После недолгого колебания Штааль решил не ходить на казнь Робеспьера, хотя это зрелище должно было быть гораздо более историческим, чем все то, что описал Николай Карамзин в «Письмах русского путешественника». Штааль сам хорошо не знал, что его удерживало; главным препятствием был непонятный, так мучивший его теперь, восторг, который он испытал третьего дня при виде Робеспьера. Чувство озлобления и беспричинного отвращения к людям росло с каждой минутой в Штаале. «Все они вчера носили его на руках», — думал он, хотя, собственно, у него не было оснований предполагать, что Робеспьера носили на руках именно эти самые люди.

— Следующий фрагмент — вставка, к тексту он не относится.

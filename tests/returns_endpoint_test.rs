use axum::http::StatusCode;
use chrono::{Days, NaiveDate, Utc};
use serde_json::json;
use signalpool::api::{self, AppState};
use signalpool::datasource::MockPositionSource;
use signalpool::db::init_db;
use signalpool::domain::{Decimal, LiquiditySnapshot, Pool, PortfolioSnapshot};
use signalpool::{LedgerService, OrphanReconciler, Repository, SnapshotRecorder};
use std::sync::Arc;
use tempfile::TempDir;
use tower::util::ServiceExt;

struct TestApp {
    app: axum::Router,
    repo: Arc<Repository>,
    _temp: TempDir,
}

async fn setup_test_app() -> TestApp {
    let temp_dir = TempDir::new().unwrap();
    let db_path = temp_dir
        .path()
        .join("test.db")
        .to_string_lossy()
        .to_string();
    let pool = init_db(&db_path).await.expect("init_db failed");

    let repo = Arc::new(Repository::new(pool));
    let ledgers = Arc::new(LedgerService::new(repo.clone()));
    let recorder = Arc::new(SnapshotRecorder::new(
        repo.clone(),
        chrono_tz::America::New_York,
    ));
    let source = Arc::new(MockPositionSource::new());
    let reconciler = Arc::new(OrphanReconciler::new(source, ledgers.clone()));
    let state = AppState::new(repo.clone(), ledgers, recorder, reconciler);
    let app = api::create_router(state);

    TestApp {
        app,
        repo,
        _temp: temp_dir,
    }
}

fn dec(s: &str) -> Decimal {
    Decimal::from_str_canonical(s).unwrap()
}

/// Business date as the service derives it.
fn today() -> NaiveDate {
    Utc::now()
        .with_timezone(&chrono_tz::America::New_York)
        .date_naive()
}

fn liquidity_snapshot(day: NaiveDate, total: &str) -> LiquiditySnapshot {
    LiquiditySnapshot {
        pool: Pool::Swing,
        snapshot_date: day,
        total_liquidity: dec(total),
        available_liquidity: dec(total),
        distributed_liquidity: Decimal::zero(),
        total_profit_loss: Decimal::zero(),
        total_profit_loss_percentage: Decimal::zero(),
        created_at: Utc::now(),
    }
}

async fn get(app: axum::Router, uri: &str) -> (StatusCode, serde_json::Value) {
    let req = axum::http::Request::builder()
        .method("GET")
        .uri(uri)
        .body(axum::body::Body::empty())
        .unwrap();

    let res = app.oneshot(req).await.unwrap();
    let status = res.status();
    let bytes = axum::body::to_bytes(res.into_body(), usize::MAX)
        .await
        .unwrap();
    (status, serde_json::from_slice(&bytes).unwrap())
}

async fn post(app: axum::Router, uri: &str, body: serde_json::Value) -> StatusCode {
    let req = axum::http::Request::builder()
        .method("POST")
        .uri(uri)
        .header("content-type", "application/json")
        .body(axum::body::Body::from(body.to_string()))
        .unwrap();

    app.oneshot(req).await.unwrap().status()
}

fn return_for<'a>(body: &'a serde_json::Value, period: &str) -> &'a serde_json::Value {
    body["returns"]
        .as_array()
        .unwrap()
        .iter()
        .find(|r| r["period"] == period)
        .unwrap_or_else(|| panic!("no entry for period {}", period))
}

#[tokio::test]
async fn test_no_snapshots_yields_all_null() {
    let test_app = setup_test_app().await;
    post(
        test_app.app.clone(),
        "/v1/ledger/fund",
        json!({"pool": "swing", "totalLiquidity": 1000}),
    )
    .await;

    let (status, body) = get(test_app.app.clone(), "/v1/returns?pool=swing").await;
    assert_eq!(status, StatusCode::OK);
    assert_eq!(body["current"], "1000");

    let returns = body["returns"].as_array().unwrap();
    assert_eq!(returns.len(), 6);
    for entry in returns {
        assert!(
            entry["returnPercentage"].is_null(),
            "expected null for {}",
            entry["period"]
        );
    }
}

#[tokio::test]
async fn test_backward_search_tolerates_gaps() {
    let test_app = setup_test_app().await;
    post(
        test_app.app.clone(),
        "/v1/ledger/fund",
        json!({"pool": "swing", "totalLiquidity": 1100}),
    )
    .await;

    // Only one snapshot, ten days old. The 1d and 7d windows look back to
    // targets newer than it and fall back to it across the gap; the longer
    // windows have targets older than it and find nothing.
    let day = today() - Days::new(10);
    test_app
        .repo
        .insert_liquidity_snapshot(&liquidity_snapshot(day, "1000"))
        .await
        .unwrap();

    let (status, body) = get(test_app.app.clone(), "/v1/returns?pool=swing").await;
    assert_eq!(status, StatusCode::OK);
    for period in ["1d", "7d"] {
        assert_eq!(
            return_for(&body, period)["returnPercentage"],
            "10",
            "period {}",
            period
        );
    }
    for period in ["15d", "30d", "6m", "1y"] {
        assert!(return_for(&body, period)["returnPercentage"].is_null());
    }
}

#[tokio::test]
async fn test_todays_snapshot_never_serves_yesterdays_window() {
    let test_app = setup_test_app().await;
    post(
        test_app.app.clone(),
        "/v1/ledger/fund",
        json!({"pool": "swing", "totalLiquidity": 1000}),
    )
    .await;

    // A snapshot dated today is in the future relative to every target
    // date, so nothing qualifies.
    test_app
        .repo
        .insert_liquidity_snapshot(&liquidity_snapshot(today(), "900"))
        .await
        .unwrap();

    let (_, body) = get(test_app.app.clone(), "/v1/returns?pool=swing").await;
    assert!(return_for(&body, "1d")["returnPercentage"].is_null());
}

#[tokio::test]
async fn test_zero_historical_value_yields_null() {
    let test_app = setup_test_app().await;
    post(
        test_app.app.clone(),
        "/v1/ledger/fund",
        json!({"pool": "swing", "totalLiquidity": 1000}),
    )
    .await;

    test_app
        .repo
        .insert_liquidity_snapshot(&liquidity_snapshot(today() - Days::new(3), "0"))
        .await
        .unwrap();

    let (_, body) = get(test_app.app.clone(), "/v1/returns?pool=swing").await;
    assert!(return_for(&body, "1d")["returnPercentage"].is_null());
}

#[tokio::test]
async fn test_negative_return() {
    let test_app = setup_test_app().await;
    post(
        test_app.app.clone(),
        "/v1/ledger/fund",
        json!({"pool": "swing", "totalLiquidity": 900}),
    )
    .await;

    test_app
        .repo
        .insert_liquidity_snapshot(&liquidity_snapshot(today() - Days::new(2), "1000"))
        .await
        .unwrap();

    let (_, body) = get(test_app.app.clone(), "/v1/returns?pool=swing").await;
    assert_eq!(return_for(&body, "1d")["returnPercentage"], "-10");
}

#[tokio::test]
async fn test_portfolio_basis_uses_portfolio_series() {
    let test_app = setup_test_app().await;
    post(
        test_app.app.clone(),
        "/v1/ledger/fund",
        json!({"pool": "swing", "totalLiquidity": 1050}),
    )
    .await;

    test_app
        .repo
        .insert_portfolio_snapshot(&PortfolioSnapshot {
            pool: Pool::Swing,
            snapshot_date: today() - Days::new(5),
            total_liquidity: dec("1000"),
            available_liquidity: dec("1000"),
            distributed_liquidity: Decimal::zero(),
            total_profit_loss: Decimal::zero(),
            total_profit_loss_percentage: Decimal::zero(),
            captured_at: Utc::now(),
        })
        .await
        .unwrap();

    // Liquidity basis sees nothing; portfolio basis sees the 5-day-old row
    // through the 1d window's backward search.
    let (_, body) = get(test_app.app.clone(), "/v1/returns?pool=swing").await;
    assert!(return_for(&body, "1d")["returnPercentage"].is_null());

    let (_, body) = get(
        test_app.app.clone(),
        "/v1/returns?pool=swing&basis=portfolio",
    )
    .await;
    assert_eq!(body["basis"], "portfolio");
    assert_eq!(return_for(&body, "1d")["returnPercentage"], "5");
}

#[tokio::test]
async fn test_unknown_basis_is_rejected() {
    let test_app = setup_test_app().await;
    let (status, _) = get(
        test_app.app.clone(),
        "/v1/returns?pool=swing&basis=weekly",
    )
    .await;
    assert_eq!(status, StatusCode::BAD_REQUEST);
}
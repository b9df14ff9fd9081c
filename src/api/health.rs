use axum::extract::State;
use axum::Json;

use crate::api::AppState;
use crate::error::AppError;

pub async fn health() -> Json<serde_json::Value> {
    Json(serde_json::json!({"status": "ok"}))
}

/// Readiness includes a database round-trip.
pub async fn ready(State(state): State<AppState>) -> Result<Json<serde_json::Value>, AppError> {
    state.repo.ping().await?;
    Ok(Json(serde_json::json!({"status": "ready"})))
}

#[cfg(test)]
mod tests {
    use super::*;

    #[tokio::test]
    async fn test_health_returns_ok() {
        let Json(body) = health().await;
        assert_eq!(body["status"], "ok");
    }
}
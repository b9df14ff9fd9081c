//! Period-return math over historical snapshots.
//!
//! The calculator compares the current ledger value against the most recent
//! snapshot at or before each period's target date. Finding that snapshot is
//! the repository's job; the arithmetic lives here.

use chrono::{Days, Months, NaiveDate};
use serde::{Deserialize, Serialize};

use crate::domain::Decimal;

/// Fixed look-back windows reported by the returns endpoint.
#[derive(Debug, Clone, Copy, PartialEq, Eq, Hash, Serialize, Deserialize)]
pub enum Period {
    OneDay,
    SevenDays,
    FifteenDays,
    ThirtyDays,
    SixMonths,
    OneYear,
}

impl Period {
    pub const ALL: [Period; 6] = [
        Period::OneDay,
        Period::SevenDays,
        Period::FifteenDays,
        Period::ThirtyDays,
        Period::SixMonths,
        Period::OneYear,
    ];

    /// Wire label used as the key in the returns map.
    pub fn label(&self) -> &'static str {
        match self {
            Period::OneDay => "1d",
            Period::SevenDays => "7d",
            Period::FifteenDays => "15d",
            Period::ThirtyDays => "30d",
            Period::SixMonths => "6m",
            Period::OneYear => "1y",
        }
    }

    /// The date this period looks back to from `today`. Month-based periods
    /// subtract calendar months, day-based ones subtract days.
    pub fn target_date(&self, today: NaiveDate) -> NaiveDate {
        match self {
            Period::OneDay => today - Days::new(1),
            Period::SevenDays => today - Days::new(7),
            Period::FifteenDays => today - Days::new(15),
            Period::ThirtyDays => today - Days::new(30),
            Period::SixMonths => today - Months::new(6),
            Period::OneYear => today - Months::new(12),
        }
    }
}

/// `(current - historical) / historical * 100`.
///
/// `None` when no snapshot qualified for the period or the historical value
/// is zero; the wire representation is `null`, never `0`.
pub fn period_return(current: Decimal, historical: Option<Decimal>) -> Option<Decimal> {
    let historical = historical?;
    if historical.is_zero() {
        return None;
    }
    Some((current - historical) / historical * Decimal::hundred())
}

#[cfg(test)]
mod tests {
    use super::*;

    fn dec(s: &str) -> Decimal {
        Decimal::from_str_canonical(s).unwrap()
    }

    fn date(y: i32, m: u32, d: u32) -> NaiveDate {
        NaiveDate::from_ymd_opt(y, m, d).unwrap()
    }

    #[test]
    fn test_target_dates() {
        let today = date(2024, 3, 15);
        assert_eq!(Period::OneDay.target_date(today), date(2024, 3, 14));
        assert_eq!(Period::SevenDays.target_date(today), date(2024, 3, 8));
        assert_eq!(Period::FifteenDays.target_date(today), date(2024, 2, 29));
        assert_eq!(Period::ThirtyDays.target_date(today), date(2024, 2, 14));
        assert_eq!(Period::SixMonths.target_date(today), date(2023, 9, 15));
        assert_eq!(Period::OneYear.target_date(today), date(2023, 3, 15));
    }

    #[test]
    fn test_month_subtraction_clamps_to_month_end() {
        // Six months before Aug 31 is Feb 29 in a leap year.
        let today = date(2024, 8, 31);
        assert_eq!(Period::SixMonths.target_date(today), date(2024, 2, 29));
    }

    #[test]
    fn test_period_return_percentage() {
        let r = period_return(dec("1100"), Some(dec("1000"))).unwrap();
        assert_eq!(r, dec("10"));

        let r = period_return(dec("900"), Some(dec("1000"))).unwrap();
        assert_eq!(r, dec("-10"));
    }

    #[test]
    fn test_period_return_none_without_snapshot() {
        assert!(period_return(dec("1100"), None).is_none());
    }

    #[test]
    fn test_period_return_none_for_zero_base() {
        assert!(period_return(dec("1100"), Some(Decimal::zero())).is_none());
    }

    #[test]
    fn test_labels_are_unique() {
        let mut labels: Vec<_> = Period::ALL.iter().map(|p| p.label()).collect();
        labels.sort_unstable();
        labels.dedup();
        assert_eq!(labels.len(), Period::ALL.len());
    }
}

Штааль с трудом отыскал свободное место в огромном ресторане и заказал очень скромный завтрак из двух блюд без вина: он воздержанием за что-то себя наказывал. За его столом сидело еще трое людей, которые весело между собой болтали, не обращая внимания на присутствие незнакомого соседа (прежде все были гораздо осторожней). Один из них сообщил, что Якобинский клуб не то уже закрыт, не то скоро будет закрыт. Другие немедленно и с большим воодушевлением ответили почти в один голос: «Давно пора разогнать эту сволочь». Говорили также об отмене разных стеснений личной свободы, о возможности сношений с Европой. Штааль подумал, что теперь не трудно будет вернуться в Россию. Эта мысль, еще не приходившая ему в голову, на мгновение переполнила его радостью. Но затем он вернулся к прежнему мрачному и озлобленному ходу мыслей. Ему на этот раз хотелось быть в настроении, противоположном настроению толпы.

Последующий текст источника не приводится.